[[ RECORD SET open ]]

//! The reversible state and propagation engine of the Squash constraint solver.
//!
//! The crate is built from three layers:
//! - the [`environment`], which owns every piece of state that must be restored on backtrack
//!   (reversible integers and reversible sets in several representations);
//! - the [`propagation`] API, which describes what a propagator is and how it communicates with the
//!   solver;
//! - the engine, exposed through [`state::State`], which schedules propagators by priority and runs
//!   them until a fixpoint is reached or a [`Contradiction`] is detected.
//!
//! A search driver typically uses the crate as follows:
//! ```
//! use squash_core::state::State;
//! use squash_core::propagators::LessOrEqualArgs;
//!
//! let mut state = State::default();
//! let x = state.new_interval_variable(0, 10);
//! let y = state.new_interval_variable(0, 5);
//! let _ = state.add_propagator(LessOrEqualArgs { x, y, offset: 0 });
//!
//! state.propagate().expect("the root is consistent");
//! assert_eq!(state.upper_bound(x), 5);
//!
//! state.push();
//! let _ = state.post_upper_bound(y, 2).expect("2 is in the domain of y");
//! state.propagate().expect("x <= 2 is consistent");
//! assert_eq!(state.upper_bound(x), 2);
//!
//! state.pop();
//! assert_eq!(state.upper_bound(x), 5);
//! ```
pub(crate) mod asserts;
pub(crate) mod basic_types;
pub mod containers;
pub(crate) mod engine;
pub mod environment;
pub mod options;
pub mod propagation;
pub mod propagators;
pub mod statistics;
pub mod variables;

pub use rand;

pub use crate::basic_types::Cause;
pub use crate::basic_types::Contradiction;
pub use crate::basic_types::EmptyDomainContradiction;
pub use crate::basic_types::PropagationStatus;
pub use crate::basic_types::PropagatorContradiction;

/// The search-facing state: the environment, the variable domains and the propagation engine.
pub mod state {
    pub use crate::engine::EngineStatistics;
    pub use crate::engine::Population;
    pub use crate::engine::State;
    pub use crate::engine::StateStatistics;
    pub use crate::propagation::PropagatorHandle;
}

[[ RECORD SET closed ]]

* _TASK ITEM_:
Your output should be an exact transcription of the line that holds "pub mod containers;" and each line after it through the end of the listing above.

* _TASK RESULT_:
pub mod containers;
pub(crate) mod engine;
pub mod environment;
pub mod options;
pub mod propagation;
pub mod propagators;
pub mod statistics;
pub mod variables;

pub use rand;

pub use crate::basic_types::Cause;
pub use crate::basic_types::Contradiction;
pub use crate::basic_types::EmptyDomainContradiction;
pub use crate::basic_types::PropagationStatus;
pub use crate::basic_types::PropagatorContradiction;

/// The search-facing state: the environment, the variable domains and the propagation engine.
pub mod state {
    pub use crate::engine::EngineStatistics;
    pub use crate::engine::Population;
    pub use crate::engine::State;
    pub use crate::engine::StateStatistics;
    pub use crate::propagation::PropagatorHandle;
}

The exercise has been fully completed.